Diffusion-weighted MR imaging abnormalities in pediatric patients with surgically-treated intracranial mass lesions.

Author information

  • 1Department of Neurological Surgery, Brain Tumor Research Center, San Francisco school of medicine, University of California, San Francisco, CA 94143-0112, USA. jsmith1enator@gmail.com

Abstract

INTRODUCTION:

Diffusion-weighted imaging (DWI) is a magnetic resonance imaging (MRI) technique that measures the degree of water diffusion in vivo. DWI abnormalities are frequently observed on immediate postoperative imaging following surgical resection of gliomas in adults.

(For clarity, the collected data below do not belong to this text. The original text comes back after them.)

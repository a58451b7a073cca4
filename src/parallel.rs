//! Optional data-parallel execution of per-rank work.
//!
//! Every stage maps a pure function over `0..n` ranks and collects into a
//! fresh vector, so no stage ever observes partial results of another. With
//! the `parallel` feature the map runs on the Rayon pool once the stack is
//! large enough; the output order is the same either way.

use serde::Deserialize;

/// Controls whether per-rank stages run sequentially or with Rayon.
#[derive(Clone, Copy, Debug, Deserialize)]
#[serde(default)]
pub struct ParallelOptions {
    enabled: bool,
    min_slices_for_parallel: usize,
}

impl ParallelOptions {
    /// Construct explicit options.
    pub fn new(enabled: bool, min_slices_for_parallel: usize) -> Self {
        Self {
            enabled,
            min_slices_for_parallel: min_slices_for_parallel.max(1),
        }
    }

    /// Disable parallel execution regardless of stack size.
    pub fn disabled() -> Self {
        Self {
            enabled: false,
            min_slices_for_parallel: usize::MAX,
        }
    }

    /// Returns true when a stage over `slices` ranks should use Rayon.
    pub fn should_parallelize(&self, slices: usize) -> bool {
        self.enabled && slices >= self.min_slices_for_parallel
    }
}

impl Default for ParallelOptions {
    fn default() -> Self {
        Self {
            enabled: cfg!(feature = "parallel"),
            min_slices_for_parallel: 256,
        }
    }
}

/// Evaluate `f(rank)` for every rank in `0..n`, in rank order.
pub(crate) fn map_ranks<T, F>(n: usize, parallel: ParallelOptions, f: F) -> Vec<T>
where
    T: Send,
    F: Fn(usize) -> T + Sync + Send,
{
    if parallel.should_parallelize(n) {
        #[cfg(feature = "parallel")]
        {
            use rayon::prelude::*;
            return (0..n).into_par_iter().map(f).collect();
        }
    }
    (0..n).map(f).collect()
}
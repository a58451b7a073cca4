use z_spacing::{CoordinateEstimator, CorrelationMatrix, EstimatorParams, RunOptions};

fn main() {
    // Demo: a stack whose true section thickness oscillates around 1.0.
    let n = 60usize;
    let range = 8usize;
    let mut truth = Vec::with_capacity(n);
    let mut z = 0.0;
    for k in 0..n {
        truth.push(z);
        z += 1.0 + 0.3 * (k as f64 / 5.0).sin();
    }
    let matrix = CorrelationMatrix::banded(n, range, |i, j| {
        (1.0 - 0.08 * (truth[i] - truth[j]).abs()).max(0.0)
    });
    let start: Vec<f64> = (0..n).map(|i| i as f64).collect();

    let estimator = CoordinateEstimator::new(EstimatorParams::with_options(RunOptions {
        n_iterations: 20,
        comparison_range: range,
        with_regularization: false,
        ..RunOptions::default()
    }));
    let report = match estimator.estimate_with_diagnostics(&matrix, &start) {
        Ok(report) => report,
        Err(err) => {
            eprintln!("Error: {err}");
            std::process::exit(1);
        }
    };

    // compare shapes after removing the free offset
    let error = |coords: &[f64]| {
        let offset = coords[0] - truth[0];
        coords
            .iter()
            .zip(&truth)
            .map(|(c, t)| (c - offset - t).abs())
            .fold(0.0, f64::max)
    };
    println!(
        "slices={} iterations={} total_ms={:.3}",
        n,
        report.trace.iterations.len(),
        report.trace.timings.total_ms
    );
    println!(
        "max deviation from truth: start={:.4} refined={:.4}",
        error(&start),
        error(&report.coordinates)
    );
}
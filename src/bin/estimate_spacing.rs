use serde::Serialize;
use std::env;
use std::path::Path;
use z_spacing::config::load_config;
use z_spacing::diagnostics::{EstimationTrace, IterationSnapshot};
use z_spacing::io::write_json_file;
use z_spacing::matrix::MatrixView;
use z_spacing::observer::SnapshotCollector;
use z_spacing::CoordinateEstimator;

fn main() {
    if let Err(err) = run() {
        eprintln!("Error: {err}");
        std::process::exit(1);
    }
}

fn run() -> Result<(), String> {
    let config_path = env::args().nth(1).ok_or_else(usage)?;
    let config = load_config(Path::new(&config_path))?;

    let matrix = config.matrix.load()?;
    let start = config.starting_coordinates(matrix.size())?;

    let estimator = CoordinateEstimator::new(config.estimator);
    let mut collector = SnapshotCollector::new();
    let report = estimator
        .run(&matrix, &start, &mut collector)
        .map_err(|e| format!("Estimation failed ({} stage): {e}", e.stage()))?;

    let summary = SpacingReport {
        thickness: report
            .coordinates
            .windows(2)
            .map(|w| w[1] - w[0])
            .collect(),
        coordinates: report.coordinates,
        trace: report.trace,
    };
    write_json_file(&config.output.report_json, &summary)?;
    println!(
        "Saved coordinates of {} slices to {} ({:.1} ms)",
        summary.coordinates.len(),
        config.output.report_json.display(),
        summary.trace.timings.total_ms
    );

    if let Some(path) = &config.output.snapshots_json {
        let snapshots: Vec<IterationSnapshot> = collector.into_snapshots();
        write_json_file(path, &snapshots)?;
        println!(
            "Saved {} iteration snapshots to {}",
            snapshots.len(),
            path.display()
        );
    }

    Ok(())
}

fn usage() -> String {
    "Usage: estimate_spacing <config.json>".to_string()
}

#[derive(Debug, Serialize)]
#[serde(rename_all = "camelCase")]
struct SpacingReport {
    coordinates: Vec<f64>,
    /// Differences between consecutive slice coordinates.
    thickness: Vec<f64>,
    trace: EstimationTrace,
}
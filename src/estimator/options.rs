use crate::error::{EstimationError, EstimationResult};
use serde::Deserialize;

/// Knobs of the refinement loop.
#[derive(Clone, Debug, Deserialize)]
#[serde(default)]
pub struct RunOptions {
    /// Refinement passes (> 0).
    pub n_iterations: usize,
    /// Half-bandwidth of valid matrix entries and neighbour window.
    pub comparison_range: usize,
    /// When false, slices may not swap order and the minimum thickness is
    /// enforced after every update.
    pub with_reorder: bool,
    /// Anchor the rank extremes to `0` and `n − 1` after every update.
    pub with_regularization: bool,
    /// Blend of fitted quality multipliers towards `1.0`, in `[0, 1]`.
    pub multiplier_generation_regularizer_weight: f64,
    pub multiplier_estimation_iterations: usize,
    pub multiplier_weights_sigma: f64,
    pub shifts_smoothing_range: usize,
    pub shifts_smoothing_sigma: f64,
    /// Fraction of the smoothed shift applied per iteration.
    pub shift_proportion: f64,
    /// Inertia towards the previous coordinate, in `[0, 1]`.
    pub coordinate_update_regularizer_weight: f64,
    pub minimum_section_thickness: f64,
}

impl Default for RunOptions {
    fn default() -> Self {
        Self {
            n_iterations: 1,
            comparison_range: 10,
            with_reorder: true,
            with_regularization: true,
            multiplier_generation_regularizer_weight: 0.1,
            multiplier_estimation_iterations: 10,
            multiplier_weights_sigma: 0.04,
            shifts_smoothing_range: 10,
            shifts_smoothing_sigma: 4.0,
            shift_proportion: 0.6,
            coordinate_update_regularizer_weight: 0.0,
            minimum_section_thickness: 0.1,
        }
    }
}

fn invalid(field: &'static str, value: f64, reason: &'static str) -> EstimationError {
    EstimationError::InvalidOption {
        field,
        value,
        reason,
    }
}

fn check_unit_interval(field: &'static str, value: f64) -> EstimationResult<()> {
    if (0.0..=1.0).contains(&value) {
        Ok(())
    } else {
        Err(invalid(field, value, "must be in [0, 1]"))
    }
}

fn check_positive(field: &'static str, value: f64) -> EstimationResult<()> {
    if value > 0.0 && value.is_finite() {
        Ok(())
    } else {
        Err(invalid(field, value, "must be positive and finite"))
    }
}

impl RunOptions {
    /// Check every option against a stack of `slices` slices.
    pub fn validate(&self, slices: usize) -> EstimationResult<()> {
        if self.comparison_range == 0 || self.comparison_range >= slices {
            return Err(EstimationError::ComparisonRange {
                range: self.comparison_range,
                slices,
            });
        }
        if self.n_iterations == 0 {
            return Err(invalid("n_iterations", 0.0, "must be at least 1"));
        }
        check_positive("multiplier_weights_sigma", self.multiplier_weights_sigma)?;
        check_positive("shifts_smoothing_sigma", self.shifts_smoothing_sigma)?;
        check_unit_interval(
            "multiplier_generation_regularizer_weight",
            self.multiplier_generation_regularizer_weight,
        )?;
        check_unit_interval(
            "coordinate_update_regularizer_weight",
            self.coordinate_update_regularizer_weight,
        )?;
        if !self.shift_proportion.is_finite() {
            return Err(invalid(
                "shift_proportion",
                self.shift_proportion,
                "must be finite",
            ));
        }
        if !(self.minimum_section_thickness >= 0.0 && self.minimum_section_thickness.is_finite()) {
            return Err(invalid(
                "minimum_section_thickness",
                self.minimum_section_thickness,
                "must be non-negative and finite",
            ));
        }
        Ok(())
    }
}
use crate::error::{EstimationError, EstimationResult};
use log::debug;
use nalgebra::{Matrix2, Vector2};

/// `x ↦ scale·x + offset`.
#[derive(Clone, Copy, Debug, PartialEq)]
pub struct AffineMap {
    pub scale: f64,
    pub offset: f64,
}

impl AffineMap {
    #[inline]
    pub fn apply(&self, x: f64) -> f64 {
        self.scale * x + self.offset
    }
}

/// Maps the rank-first slice to `0` and the rank-last slice to `n − 1`.
#[derive(Clone, Copy, Debug, Default)]
pub struct GlobalRegularizer;

impl GlobalRegularizer {
    /// Solve for the affine map from the extremes of `permutation`.
    pub fn fit(&self, coordinates: &[f64], permutation: &[usize]) -> EstimationResult<AffineMap> {
        let (Some(&first), Some(&last)) = (permutation.first(), permutation.last()) else {
            return Err(EstimationError::DegenerateRegularization {
                low: f64::NAN,
                high: f64::NAN,
            });
        };
        let low = coordinates[first];
        let high = coordinates[last];
        let degenerate = EstimationError::DegenerateRegularization { low, high };
        if !(low.is_finite() && high.is_finite()) || low == high {
            return Err(degenerate);
        }

        let target = (permutation.len() - 1) as f64;
        let system = Matrix2::new(low, 1.0, high, 1.0);
        let solution = system
            .lu()
            .solve(&Vector2::new(0.0, target))
            .ok_or_else(|| degenerate.clone())?;
        let map = AffineMap {
            scale: solution[0],
            offset: solution[1],
        };
        if !(map.scale.is_finite() && map.offset.is_finite()) {
            return Err(degenerate);
        }
        Ok(map)
    }

    /// Fit and apply the map to every coordinate. Coordinates are untouched
    /// on failure.
    pub fn regularize(
        &self,
        coordinates: &mut [f64],
        permutation: &[usize],
    ) -> EstimationResult<AffineMap> {
        let map = self.fit(coordinates, permutation)?;
        for x in coordinates.iter_mut() {
            *x = map.apply(*x);
        }
        debug!(
            "GlobalRegularizer: scale={:.6} offset={:.6}",
            map.scale, map.offset
        );
        Ok(map)
    }
}

#[cfg(test)]
mod tests {
    use super::*;

    #[test]
    fn stretches_extremes_onto_rank_range() {
        let mut coords = vec![0.0, 5.0, 10.0];
        let map = GlobalRegularizer
            .regularize(&mut coords, &[0, 1, 2])
            .unwrap();
        assert!((map.scale - 0.2).abs() < 1e-12);
        for (x, e) in coords.iter().zip([0.0, 1.0, 2.0]) {
            assert!((x - e).abs() < 1e-12);
        }
    }

    #[test]
    fn anchors_follow_permutation_not_index() {
        let mut coords = vec![3.0, 1.0, 2.0];
        GlobalRegularizer
            .regularize(&mut coords, &[1, 2, 0])
            .unwrap();
        for (x, e) in coords.iter().zip([2.0, 0.0, 1.0]) {
            assert!((x - e).abs() < 1e-12);
        }
    }

    #[test]
    fn coincident_anchors_are_degenerate() {
        let mut coords = vec![1.0, 1.0, 1.0];
        let err = GlobalRegularizer
            .regularize(&mut coords, &[0, 1, 2])
            .unwrap_err();
        assert!(err.is_recoverable());
        assert_eq!(coords, vec![1.0, 1.0, 1.0]);
    }
}
//! Message endpoints
//!
//! `GET /messages/{key}` reads by user id while `DELETE /messages/{key}`
//! deletes by row id. Both live on one route because the router does not
//! allow two parameter names in the same position.

use std::sync::Arc;

use axum::{
    extract::State,
    routing::{get, post, put},
    Json, Router,
};
use serde::Deserialize;
use serde_json::Value;

use crate::db::{Message, MessageRepo};
use crate::http::error::ApiError;
use crate::http::extractors::{JsonBody, PathParam};
use crate::http::server::AppState;

/// Insert message request. `message` may be any JSON value.
#[derive(Debug, Deserialize)]
pub struct InsertMessageRequest {
    pub user_id: String,
    pub queued: bool,
    pub message: Value,
}

/// POST /messages - store a message for an existing user
async fn insert_message(
    State(state): State<Arc<AppState>>,
    JsonBody(req): JsonBody<InsertMessageRequest>,
) -> Result<Json<Vec<Message>>, ApiError> {
    let messages = MessageRepo::new(&state.pool)
        .insert(&req.user_id, req.queued, &req.message)
        .await?;
    tracing::debug!(user_id = %req.user_id, queued = req.queued, "message stored");
    Ok(Json(messages))
}

/// GET /messages/{user_id} - all messages of a user, oldest update first
async fn read_messages(
    State(state): State<Arc<AppState>>,
    PathParam(user_id): PathParam<String>,
) -> Result<Json<Vec<Message>>, ApiError> {
    let messages = MessageRepo::new(&state.pool).read(&user_id).await?;
    Ok(Json(messages))
}

/// GET /messages/{user_id}/queued - messages still queued
async fn queued_messages(
    State(state): State<Arc<AppState>>,
    PathParam(user_id): PathParam<String>,
) -> Result<Json<Vec<Message>>, ApiError> {
    let messages = MessageRepo::new(&state.pool).queued(&user_id).await?;
    Ok(Json(messages))
}

/// PUT /messages/{user_id}/unqueue - unqueue every message of a user
async fn unqueue_messages(
    State(state): State<Arc<AppState>>,
    PathParam(user_id): PathParam<String>,
) -> Result<Json<Vec<Message>>, ApiError> {
    let messages = MessageRepo::new(&state.pool).unqueue(&user_id).await?;
    tracing::debug!(user_id = %user_id, count = messages.len(), "messages unqueued");
    Ok(Json(messages))
}

/// DELETE /messages/{id} - delete one message by primary key
async fn delete_message(
    State(state): State<Arc<AppState>>,
    PathParam(id): PathParam<i64>,
) -> Result<Json<Vec<Message>>, ApiError> {
    let messages = MessageRepo::new(&state.pool).delete(id).await?;
    Ok(Json(messages))
}

/// Message routes
pub fn router() -> Router<Arc<AppState>> {
    Router::new()
        .route("/messages", post(insert_message))
        .route("/messages/{key}", get(read_messages).delete(delete_message))
        .route("/messages/{key}/queued", get(queued_messages))
        .route("/messages/{key}/unqueue", put(unqueue_messages))
}
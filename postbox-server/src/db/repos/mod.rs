//! Repository implementations for database access
//!
//! Each repository follows these patterns:
//! - Exactly one SQL statement per operation
//! - Writes return the affected rows via RETURNING
//! - An empty Vec means nothing matched; it is not an error

pub mod messages;
pub mod users;

pub use messages::{Message, MessageRepo};
pub use users::{User, UserRepo};
//! HTTP server layer
//!
//! Axum server with:
//! - Permissive CORS
//! - Request tracing
//! - Baseline security response headers
//! - Graceful shutdown
//! - Flat JSON error responses (always 500)

pub mod error;
pub mod extractors;
pub mod routes;
pub mod server;

pub use error::ApiError;
pub use server::{build_router, run_server, AppState, ServerConfig, ServerError};
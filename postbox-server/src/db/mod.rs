//! Database layer - connection pool, schema, and repositories
//!
//! # Design Principles
//!
//! - One statement per operation, no multi-statement transactions
//! - Every write uses RETURNING so callers see generated ids and timestamps
//! - Rely on DB constraints (UNIQUE, FOREIGN KEY) - no check-then-insert

pub mod error;
pub mod pool;
pub mod repos;
pub mod schema;

pub use error::{DbError, DbErrorKind};
pub use pool::create_pool;
pub use repos::*;
pub use schema::ensure_schema;
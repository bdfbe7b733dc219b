//! Table definitions for users and messages
//!
//! Bootstrap only: tables are created if missing, never altered.

use sqlx::PgPool;

use super::DbError;

/// Users keyed by an externally supplied, unique `user_id`.
pub const USERS_TABLE: &str = r#"
    CREATE TABLE IF NOT EXISTS users (
        id BIGINT GENERATED ALWAYS AS IDENTITY PRIMARY KEY,
        user_id VARCHAR(255) NOT NULL UNIQUE,
        created_at TIMESTAMPTZ NOT NULL DEFAULT NOW(),
        updated_at TIMESTAMPTZ NOT NULL DEFAULT NOW()
    )
"#;

/// Messages owned by a user. No ON DELETE action: a user with messages
/// cannot be deleted.
pub const MESSAGES_TABLE: &str = r#"
    CREATE TABLE IF NOT EXISTS messages (
        id BIGINT GENERATED ALWAYS AS IDENTITY PRIMARY KEY,
        user_id VARCHAR(255) NOT NULL REFERENCES users(user_id),
        message TEXT NOT NULL,
        queued BOOLEAN NOT NULL,
        created_at TIMESTAMPTZ NOT NULL DEFAULT NOW(),
        updated_at TIMESTAMPTZ NOT NULL DEFAULT NOW()
    )
"#;

/// Create both tables if they do not exist yet.
///
/// Users first, since the messages foreign key points at it.
pub async fn ensure_schema(pool: &PgPool) -> Result<(), DbError> {
    tracing::info!("ensuring postbox schema");

    for ddl in [USERS_TABLE, MESSAGES_TABLE] {
        sqlx::query(ddl).execute(pool).await?;
    }

    Ok(())
}
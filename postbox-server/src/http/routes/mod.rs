//! Route handlers organized by resource

pub mod health;
pub mod messages;
pub mod users;
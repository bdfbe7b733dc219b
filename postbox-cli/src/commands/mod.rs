//! Command implementations for postbox CLI

pub mod serve;

pub use serve::run_serve;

These abnormalities subsequently demonstrate contrast enhancement, which may be confused with lesion recurrence. The purpose of this study was to investigate the occurrence of these postoperative abnormalities in pediatric patients with intracranial mass lesions.

METHODS:

Thirty-three consecutive patients <or=18 years old with a newly diagnosed intracranial mass lesion underwent MRI, including DWI, before and immediately after surgical treatment.

RESULTS:

The median patient age was 9.9 years (range 0.2-18 years). Supratentorial and infratentorial lesions were identified in 22 and 11 patients, respectively. Infiltrative and noninfiltrative, as well as benign and malignant lesions, were included. Postoperative imaging demonstrated areas of reduced diffusion adjacent to the resection cavity in 20 (61%) cases. The median volume of these areas was 1.7 cm3 (range 0.3 cm3-12.0 cm3). Subsequent imaging studies in 9 of the 18 cases showed contrast enhancement in the area corresponding to the DWI abnormality. There were no clinical deficits attributable to any of the diffusion abnormalities. There was no association between the occurrence of these abnormalities and whether the lesion was infiltrative, non-infiltrative, benign, or malignant.

CONCLUSIONS:

DWI abnormality on immediate postoperative MRI is common following surgery for newly diagnosed intracranial mass lesions in pediatric patients. Focal contrast enhancement in the postoperative period may be confused with recurrence for some lesions. Our study suggests that immediate postoperative DWI is useful in interpreting new areas of focal contrast enhancement on subsequent imaging in children who have had surgery for brain tumors.

PMID:
16598419
[PubMed - indexed for MEDLINE]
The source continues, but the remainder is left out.